Abstract

Aim of the Study: The purpose of this study is to answer a clinical question whether the use of piezoelectric alveolar ridge splitting (ARS) with simultaneous implant placement will enhance implant stability in comparison with conventional motorized surgical disc and bur or not.Materials and Methods: twenty four dental implants were placed in fourteen edentulous ridges and were divided into 2 equal groups (Group I & Group II). Patients in both groups underwent ARS for narrow edentulous posterior mandibular ridge with simultaneous implant placement. In Group I, 12 implants were placed in 8 edentulous ridges after ARS performed using piezoelectric saws.
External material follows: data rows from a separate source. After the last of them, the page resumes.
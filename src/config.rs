//! Pool and validation configuration

use std::time::Duration;

use crate::errors::{PoolError, PoolResult};

#[cfg(feature = "serde")]
use serde::{Deserialize, Serialize};

/// Sizing and background top-up settings for a [`CorePool`](crate::CorePool)
///
/// # Examples
///
/// ```
/// use esox_resourcepool::PoolConfig;
/// use std::time::Duration;
///
/// let config = PoolConfig::new()
///     .with_max_active_entries(16)
///     .with_max_idle_entries(8)
///     .with_min_idle_entries(2)
///     .with_max_wait_on_borrow(Duration::from_secs(5));
///
/// assert_eq!(config.max_active_entries, 16);
/// assert!(config.validate().is_ok());
/// ```
#[derive(Debug, Clone, PartialEq, Eq)]
#[cfg_attr(feature = "serde", derive(Serialize, Deserialize))]
pub struct PoolConfig {
    /// Maximum number of entries borrowed at the same time
    pub max_active_entries: usize,

    /// Capacity of the idle queue; surplus returned entries are disposed
    pub max_idle_entries: usize,

    /// Idle count the ensure loop tries to keep available
    pub min_idle_entries: usize,

    /// Default deadline used by [`Pool::borrow`](crate::Pool::borrow)
    pub max_wait_on_borrow: Duration,

    /// Worker threads creating entries for the ensure loop
    pub ensure_threads: usize,

    /// Delay between two ensure runs
    pub ensure_interval: Duration,
}

impl Default for PoolConfig {
    fn default() -> Self {
        Self {
            max_active_entries: 8,
            max_idle_entries: 8,
            min_idle_entries: 0,
            max_wait_on_borrow: Duration::from_secs(30),
            ensure_threads: 1,
            ensure_interval: Duration::from_secs(1),
        }
    }
}

impl PoolConfig {
    /// Create a new configuration with default values
    pub fn new() -> Self {
        Self::default()
    }

    /// Set the maximum number of concurrently borrowed entries
    pub fn with_max_active_entries(mut self, count: usize) -> Self {
        self.max_active_entries = count;
        self
    }

    /// Set the idle queue capacity
    pub fn with_max_idle_entries(mut self, count: usize) -> Self {
        self.max_idle_entries = count;
        self
    }

    /// Set the idle count maintained by the ensure loop
    pub fn with_min_idle_entries(mut self, count: usize) -> Self {
        self.min_idle_entries = count;
        self
    }

    /// Set the default borrow deadline
    pub fn with_max_wait_on_borrow(mut self, wait: Duration) -> Self {
        self.max_wait_on_borrow = wait;
        self
    }

    /// Set the ensure loop thread count and interval
    pub fn with_ensure(mut self, threads: usize, interval: Duration) -> Self {
        self.ensure_threads = threads;
        self.ensure_interval = interval;
        self
    }

    /// Check the configuration for values the pool cannot work with
    ///
    /// # Errors
    ///
    /// Returns [`PoolError::InvalidConfig`] describing the first offending field.
    pub fn validate(&self) -> PoolResult<()> {
        if self.max_active_entries == 0 {
            return Err(PoolError::InvalidConfig(
                "max_active_entries must be greater than 0".into(),
            ));
        }
        if self.max_idle_entries == 0 {
            return Err(PoolError::InvalidConfig(
                "max_idle_entries must be greater than 0".into(),
            ));
        }
        if self.min_idle_entries > self.max_idle_entries {
            return Err(PoolError::InvalidConfig(format!(
                "min_idle_entries ({}) must not exceed max_idle_entries ({})",
                self.min_idle_entries, self.max_idle_entries
            )));
        }
        if self.ensure_threads == 0 {
            return Err(PoolError::InvalidConfig(
                "ensure_threads must be greater than 0".into(),
            ));
        }
        if self.ensure_interval.is_zero() {
            return Err(PoolError::InvalidConfig(
                "ensure_interval must be greater than zero".into(),
            ));
        }
        Ok(())
    }
}

/// Validation policy applied by a [`ValidatingPool`](crate::ValidatingPool)
///
/// # Examples
///
/// ```
/// use esox_resourcepool::ValidationConfig;
/// use std::time::Duration;
///
/// let config = ValidationConfig::new()
///     .with_test_on_borrow(true)
///     .with_max_age(Duration::from_secs(600))
///     .with_background_test(2, Duration::from_secs(1), Duration::from_secs(30));
///
/// assert!(config.test_in_background);
/// assert_eq!(config.test_threads, 2);
/// ```
#[derive(Debug, Clone, PartialEq, Eq)]
#[cfg_attr(feature = "serde", derive(Serialize, Deserialize))]
pub struct ValidationConfig {
    /// Validate entries before handing them to a borrower
    pub test_on_borrow: bool,

    /// Validate entries before putting them back into the idle queue
    pub test_on_return: bool,

    /// Periodically sweep and validate the idle entries
    pub test_in_background: bool,

    /// Worker threads used by the sweep loop
    pub test_threads: usize,

    /// Delay before the first sweep
    pub test_initial_delay: Duration,

    /// Delay between two sweeps
    pub test_interval: Duration,

    /// Entries older than this are invalidated unconditionally
    pub max_age: Option<Duration>,
}

impl Default for ValidationConfig {
    fn default() -> Self {
        Self {
            test_on_borrow: false,
            test_on_return: false,
            test_in_background: false,
            test_threads: 1,
            test_initial_delay: Duration::from_secs(10),
            test_interval: Duration::from_secs(30),
            max_age: None,
        }
    }
}

impl ValidationConfig {
    /// Create a new configuration with default values
    pub fn new() -> Self {
        Self::default()
    }

    pub fn with_test_on_borrow(mut self, enabled: bool) -> Self {
        self.test_on_borrow = enabled;
        self
    }

    pub fn with_test_on_return(mut self, enabled: bool) -> Self {
        self.test_on_return = enabled;
        self
    }

    /// Enable the background sweep
    pub fn with_background_test(
        mut self,
        threads: usize,
        initial_delay: Duration,
        interval: Duration,
    ) -> Self {
        self.test_in_background = true;
        self.test_threads = threads;
        self.test_initial_delay = initial_delay;
        self.test_interval = interval;
        self
    }

    /// Set the maximum entry age
    pub fn with_max_age(mut self, max_age: Duration) -> Self {
        self.max_age = Some(max_age);
        self
    }

    /// Check the configuration for values the pipeline cannot work with
    ///
    /// # Errors
    ///
    /// Returns [`PoolError::InvalidConfig`] describing the first offending field.
    pub fn validate(&self) -> PoolResult<()> {
        if self.max_age.is_some_and(|age| age.is_zero()) {
            return Err(PoolError::InvalidConfig(
                "max_age must be greater than zero".into(),
            ));
        }
        if self.test_in_background {
            if self.test_threads == 0 {
                return Err(PoolError::InvalidConfig(
                    "test_threads must be greater than 0".into(),
                ));
            }
            if self.test_interval.is_zero() {
                return Err(PoolError::InvalidConfig(
                    "test_interval must be greater than zero".into(),
                ));
            }
        }
        Ok(())
    }
}

#[cfg(test)]
mod tests {
    use super::*;

    #[test]
    fn test_defaults_are_valid() {
        assert!(PoolConfig::default().validate().is_ok());
        assert!(ValidationConfig::default().validate().is_ok());
    }

    #[test]
    fn test_zero_sizes_rejected() {
        let config = PoolConfig::new().with_max_active_entries(0);
        assert!(matches!(config.validate(), Err(PoolError::InvalidConfig(_))));

        let config = PoolConfig::new().with_max_idle_entries(0);
        assert!(matches!(config.validate(), Err(PoolError::InvalidConfig(_))));
    }

    #[test]
    fn test_min_idle_above_max_idle_rejected() {
        let config = PoolConfig::new()
            .with_max_idle_entries(2)
            .with_min_idle_entries(3);
        let err = config.validate().unwrap_err();
        assert!(err.to_string().contains("min_idle_entries (3)"));
    }

    #[test]
    fn test_zero_max_age_rejected() {
        let config = ValidationConfig::new().with_max_age(Duration::ZERO);
        assert!(config.validate().is_err());
    }

    #[test]
    fn test_background_threads_checked_only_when_enabled() {
        let mut config = ValidationConfig::new();
        config.test_threads = 0;
        assert!(config.validate().is_ok());

        config.test_in_background = true;
        assert!(config.validate().is_err());
    }
}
In Group II, 12 implants were placed in 6 edentulous ridges after ARS performed using conventional motor driven surgical disc and bur. Implant stability was measured by means of Osstell TM device, first intraoperatively, then at 6 months and 9 months postoperatively. Moreover, radiographic assessment of marginal bone loss (MBL) was done at 6 months postoperatively. Bone width gain was calculated from pre and post-operative cone beam CT.Results: Regarding implant stability, there was a statistically significant difference between the two groups at all time intervals. Regarding MBL, and width gain, there was no statistically significant difference between both groups.Conclusion: Piezosurgery enhanced implant stability but didn’t mitigate the bone loss associated with ARS or increase amount of ridge width gain.